Air travel tax 'political posturing': industry chief

25th November 2005, Comments 0 comments

GENEVA, Nov 25 (AFP) - The head of the world's top airline association on Friday blasted French government plans for a tax on air travel to finance aid for poor countries, calling it "political posturing".

GENEVA, Nov 25 (AFP) - The head of the world's top airline association on Friday blasted French government plans for a tax on air travel to finance aid for poor countries, calling it "political posturing".

"Not only is the French government misguided in understanding the needs of the developing world, it does not even have a grip on what is going on in its own backyard," Giovanni Bisignani, director general of the International Air Transport Association (IATA), said in a statement.

The proposed "solidarity tax" of one to 40 euros on each ticket was approved by the French cabinet this week.

France's president Jacques Chirac, who has championed the idea in international meetings in recent years, said on Thursday that draft legislation would be put before parliament within weeks.

The IATA, which groups 265 major airlines, suggested that French authorities would be better advised to tackle the impact of the European Union's farm subsidy and support system on poor nations.

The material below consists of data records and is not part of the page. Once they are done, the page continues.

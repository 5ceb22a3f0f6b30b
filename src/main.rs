use anyhow::Result;
use clap::{Args, Parser, Subcommand};
use course_harvest_lib::application::{harvest_links, scrape_records};
use course_harvest_lib::infrastructure::config::{AppConfig, ConfigManager};
use course_harvest_lib::infrastructure::logging::{init_logging_with_config, log_system_info};
use std::path::PathBuf;
use tokio_util::sync::CancellationToken;
use tracing::{info, warn};

#[derive(Parser, Debug)]
#[command(name = "course-harvest", version, about = "Harvest course links and scrape course pages into records")]
struct Cli {
    /// Configuration file (defaults to the per-user config directory)
    #[arg(long, global = true)]
    config: Option<PathBuf>,

    #[command(subcommand)]
    command: Command,
}

#[derive(Subcommand, Debug)]
enum Command {
    /// Walk category listings and append new course links to the link store
    Harvest(HarvestArgs),
    /// Fetch stored course URLs and write one record per page
    Scrape(ScrapeArgs),
    /// Harvest, then scrape
    Run {
        #[command(flatten)]
        harvest: HarvestArgs,
        #[command(flatten)]
        scrape: ScrapeArgs,
    },
    /// Write the default configuration file
    InitConfig {
        /// Overwrite an existing file
        #[arg(long)]
        force: bool,
    },
}

#[derive(Args, Debug, Default)]
struct HarvestArgs {
    /// Upper bound on pages visited per category
    #[arg(long)]
    max_pages: Option<u32>,

    /// Category listing URL to harvest instead of discovering categories (repeatable)
    #[arg(long = "category")]
    categories: Vec<String>,

    /// Link store file
    #[arg(long)]
    links: Option<PathBuf>,
}

#[derive(Args, Debug, Default)]
struct ScrapeArgs {
    /// File with course URLs, one per line
    #[arg(long)]
    urls: Option<PathBuf>,

    /// Extract only; do not write records to the sink
    #[arg(long)]
    no_sink: bool,

    /// Write per-page debug artifacts into this directory
    #[arg(long)]
    debug_dir: Option<PathBuf>,
}

impl HarvestArgs {
    fn apply(&self, config: &mut AppConfig) {
        if let Some(max_pages) = self.max_pages {
            config.harvest.max_pages = max_pages;
        }
        if !self.categories.is_empty() {
            config.harvest.categories.clone_from(&self.categories);
        }
        if let Some(links) = &self.links {
            config.harvest.link_store_path.clone_from(links);
            config.scrape.urls_path.clone_from(links);
        }
    }
}

impl ScrapeArgs {
    fn apply(&self, config: &mut AppConfig) {
        if let Some(urls) = &self.urls {
            config.scrape.urls_path.clone_from(urls);
        }
        if self.no_sink {
            config.sink.enabled = false;
        }
        if let Some(dir) = &self.debug_dir {
            config.debug.enabled = true;
            config.debug.dir.clone_from(dir);
        }
    }
}

/// Cancel the token on Ctrl-C so every stage can flush and write its footer
fn install_shutdown_handler(token: CancellationToken) {
    tokio::spawn(async move {
        if tokio::signal::ctrl_c().await.is_ok() {
            warn!("Shutdown requested, finishing the current step");
            token.cancel();
        }
    });
}

#[tokio::main]
async fn main() -> Result<()> {
    let cli = Cli::parse();
    let manager = match &cli.config {
        Some(path) => ConfigManager::with_path(path),
        None => ConfigManager::new()?,
    };

    if let Command::InitConfig { force } = cli.command {
        if manager.initialize(force).await? {
            println!("Wrote default configuration to {}", manager.config_path().display());
        } else {
            println!("Configuration already exists at {}", manager.config_path().display());
        }
        return Ok(());
    }

    let mut config = manager.load_config().await?;
    match &cli.command {
        Command::Harvest(args) => args.apply(&mut config),
        Command::Scrape(args) => args.apply(&mut config),
        Command::Run { harvest, scrape } => {
            harvest.apply(&mut config);
            scrape.apply(&mut config);
        }
        Command::InitConfig { .. } => {}
    }

    init_logging_with_config(config.logging.clone())?;
    log_system_info();

    let token = CancellationToken::new();
    install_shutdown_handler(token.clone());

    if matches!(cli.command, Command::Harvest(_) | Command::Run { .. }) {
        let summary = harvest_links(&config, &token).await?;
        info!(
            "Harvest complete: {} categories, {} new links, {} unique this run",
            summary.categories.len(),
            summary.run.new_written,
            summary.run.unique_all
        );
        if summary.cancelled {
            return Ok(());
        }
    }

    if matches!(cli.command, Command::Scrape(_) | Command::Run { .. }) {
        let summary = scrape_records(&config, &token).await?;
        info!(
            "Scrape complete: {}/{} processed, {} failed, {} rows written",
            summary.processed, summary.total, summary.failed, summary.sink.written
        );
    }

    Ok(())
}

#[cfg(test)]
mod tests {
    use super::*;

    #[test]
    fn test_cli_parses_run_with_overrides() {
        let cli = Cli::try_parse_from([
            "course-harvest",
            "--config",
            "custom.json",
            "run",
            "--max-pages",
            "3",
            "--category",
            "/browse/data-science",
            "--no-sink",
            "--debug-dir",
            "dbg",
        ])
        .unwrap();
        assert_eq!(cli.config, Some(PathBuf::from("custom.json")));

        let mut config = AppConfig::default();
        let Command::Run { harvest, scrape } = cli.command else {
            panic!("expected run");
        };
        harvest.apply(&mut config);
        scrape.apply(&mut config);
        assert_eq!(config.harvest.max_pages, 3);
        assert_eq!(config.harvest.categories, vec!["/browse/data-science".to_string()]);
        assert!(!config.sink.enabled);
        assert!(config.debug.enabled);
        assert_eq!(config.debug.dir, PathBuf::from("dbg"));
    }

    #[test]
    fn test_links_override_feeds_scrape_stage() {
        let cli = Cli::try_parse_from(["course-harvest", "harvest", "--links", "out/links.txt"]).unwrap();
        let mut config = AppConfig::default();
        if let Command::Harvest(args) = cli.command {
            args.apply(&mut config);
        }
        assert_eq!(config.scrape.urls_path, PathBuf::from("out/links.txt"));
    }
}
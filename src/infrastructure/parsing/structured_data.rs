//! Embedded machine-readable course metadata (JSON-LD)
//!
//! Produces the baseline the record assembler overlays with locator-based
//! results. Unparsable blocks and unexpected shapes are skipped; a page
//! without usable metadata yields an empty baseline.

use super::text::{canonicalize_duration, clean_text, has_duration_phrase};
use once_cell::sync::Lazy;
use regex::Regex;
use scraper::{Html, Selector};
use serde_json::Value;
use tracing::debug;

static JSONLD_SELECTOR: Lazy<Selector> =
    Lazy::new(|| Selector::parse(r#"script[type="application/ld+json"]"#).unwrap());

static ISO_DURATION: Lazy<Regex> = Lazy::new(|| {
    Regex::new(r"^P(?:(\d+)W)?(?:(\d+)D)?(?:T(?:(\d+)H)?(?:(\d+)M)?(?:\d+S)?)?$").unwrap()
});

/// Course facts found in embedded metadata
#[derive(Debug, Clone, Default, PartialEq)]
pub struct CourseMetadata {
    pub title: Option<String>,
    pub description: Option<String>,
    pub provider: Option<String>,
    pub rating: Option<f64>,
    pub duration: Option<String>,
    pub registrations: Option<u64>,
    pub instructors: Vec<String>,
    pub skills: Vec<String>,
}

impl CourseMetadata {
    pub fn is_empty(&self) -> bool {
        *self == Self::default()
    }
}

/// Extract course metadata from every JSON-LD block in the document.
///
/// The first non-empty value seen for a field wins.
pub fn extract_course_metadata(document: &Html) -> CourseMetadata {
    let mut meta = CourseMetadata::default();

    for script in document.select(&JSONLD_SELECTOR) {
        let raw = script.inner_html();
        let raw = raw.trim();
        if raw.is_empty() {
            continue;
        }
        let value = match serde_json::from_str::<Value>(raw) {
            Ok(value) => value,
            Err(e) => {
                debug!("Skipping malformed JSON-LD block: {}", e);
                continue;
            }
        };
        for node in course_nodes(&value) {
            merge_course_node(node, &mut meta);
        }
    }

    meta
}

/// Flatten top-level arrays and `@graph` containers, keeping course-like objects
fn course_nodes(value: &Value) -> Vec<&Value> {
    let mut nodes = Vec::new();
    let mut stack = vec![value];
    while let Some(current) = stack.pop() {
        match current {
            Value::Array(items) => stack.extend(items.iter().rev()),
            Value::Object(map) => {
                if let Some(graph) = map.get("@graph") {
                    stack.push(graph);
                } else if is_course_type(current.get("@type")) {
                    nodes.push(current);
                }
            }
            _ => {}
        }
    }
    nodes
}

fn is_course_type(ld_type: Option<&Value>) -> bool {
    match ld_type {
        None => true,
        Some(Value::String(t)) => matches!(t.as_str(), "Course" | "CreativeWork"),
        Some(Value::Array(types)) => types
            .iter()
            .any(|t| matches!(t.as_str(), Some("Course" | "CreativeWork"))),
        Some(_) => false,
    }
}

fn merge_course_node(node: &Value, meta: &mut CourseMetadata) {
    fill(&mut meta.title, string_at(node, "name"));
    fill(
        &mut meta.description,
        string_at(node, "description").or_else(|| string_at(node, "about")),
    );
    fill(
        &mut meta.provider,
        entity_name(node.get("provider")).or_else(|| entity_name(node.get("author"))),
    );
    if meta.rating.is_none() {
        meta.rating = node
            .get("aggregateRating")
            .and_then(|r| r.get("ratingValue"))
            .and_then(number_of)
            .filter(|v| (0.0..=5.0).contains(v));
    }
    fill(&mut meta.duration, string_at(node, "timeRequired").and_then(|d| parse_duration(&d)));
    if meta.registrations.is_none() {
        meta.registrations = node
            .get("totalHistoricalEnrollment")
            .and_then(number_of)
            .or_else(|| {
                node.get("interactionStatistic")
                    .and_then(|s| s.get("userInteractionCount"))
                    .and_then(number_of)
            })
            .filter(|v| *v >= 0.0)
            .map(|v| v as u64);
    }
    if meta.instructors.is_empty() {
        meta.instructors = names_of(node.get("instructor"));
    }
    if meta.skills.is_empty() {
        meta.skills = names_of(node.get("teaches"));
        if meta.skills.is_empty() {
            meta.skills = keywords_of(node.get("keywords"));
        }
    }
}

fn fill(slot: &mut Option<String>, value: Option<String>) {
    if slot.is_none() {
        *slot = value;
    }
}

fn string_at(node: &Value, key: &str) -> Option<String> {
    node.get(key)
        .and_then(Value::as_str)
        .map(clean_text)
        .filter(|s| !s.is_empty())
}

/// Name of an organization/person given as a string, object or list
fn entity_name(value: Option<&Value>) -> Option<String> {
    match value? {
        Value::String(s) => Some(clean_text(s)).filter(|s| !s.is_empty()),
        Value::Object(_) => string_at(value?, "name"),
        Value::Array(items) => items.iter().find_map(|item| entity_name(Some(item))),
        _ => None,
    }
}

fn names_of(value: Option<&Value>) -> Vec<String> {
    match value {
        Some(Value::Array(items)) => items.iter().filter_map(|item| entity_name(Some(item))).collect(),
        Some(single) => entity_name(Some(single)).into_iter().collect(),
        None => Vec::new(),
    }
}

fn keywords_of(value: Option<&Value>) -> Vec<String> {
    match value {
        Some(Value::String(s)) => s
            .split(',')
            .map(clean_text)
            .filter(|k| !k.is_empty())
            .collect(),
        other => names_of(other),
    }
}

fn number_of(value: &Value) -> Option<f64> {
    match value {
        Value::Number(n) => n.as_f64(),
        Value::String(s) => s.replace(',', "").trim().parse().ok(),
        _ => None,
    }
}

/// `PT20H` style durations or free text already naming a unit
fn parse_duration(raw: &str) -> Option<String> {
    if let Some(caps) = ISO_DURATION.captures(raw) {
        let units = [(1, "week"), (2, "day"), (3, "hour"), (4, "minute")];
        return units.iter().find_map(|(group, unit)| {
            let qty: u64 = caps.get(*group)?.as_str().parse().ok()?;
            (qty > 0).then(|| format!("{qty} {unit}{}", if qty == 1 { "" } else { "s" }))
        });
    }
    has_duration_phrase(raw).then(|| canonicalize_duration(raw))
}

"If France is truly interested in solving the problems of developing nations, it should start by eliminating the problems that it creates. The tax is political posturing to divert attention from France's failure to take down trade barriers that limit access to its markets," he added.

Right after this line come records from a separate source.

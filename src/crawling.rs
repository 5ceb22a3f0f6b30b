//! Crawling layer
//!
//! - `pagination`: per-category page walk over a [`PageSession`](crate::infrastructure::PageSession)
//! - `harvester`: category discovery and the link harvest run
//! - `detail_pipeline`: fetch, assemble and persist detail records

pub mod detail_pipeline;
pub mod harvester;
pub mod pagination;

pub use detail_pipeline::{DetailPipeline, PipelineSummary};
pub use harvester::{HarvestSummary, Harvester};
pub use pagination::{CategoryProgress, PaginationController, PaginationSettings, StopReason};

The EU is under pressure to make further cuts in its farm tariffs and subsidies in global trade talks that are largely aimed at opening up markets for trade form developing countries.

French farmers have been prime beneficiaries of the system and the French government has in recent weeks opposed proposals for deep cuts.

Bisignani said that airlines and their passengers already made a "net contribution of EUR 726 million" to France through "excessive aviation taxes and charges".

The IATA chief said airlines carried tourists to their destinations and goods to markets.

"Making air travel more expensive is akin to biting the very hand that feeds development," said Bisignani.

IATA has repeatedly criticised the impact of existing landing and airport handling fees, amid a sharp rise in fuel prices that has helped plunge many carriers deep into financial trouble.

Other European countries have been lukewarm about the tax and the United States is strongly opposed to the proposal.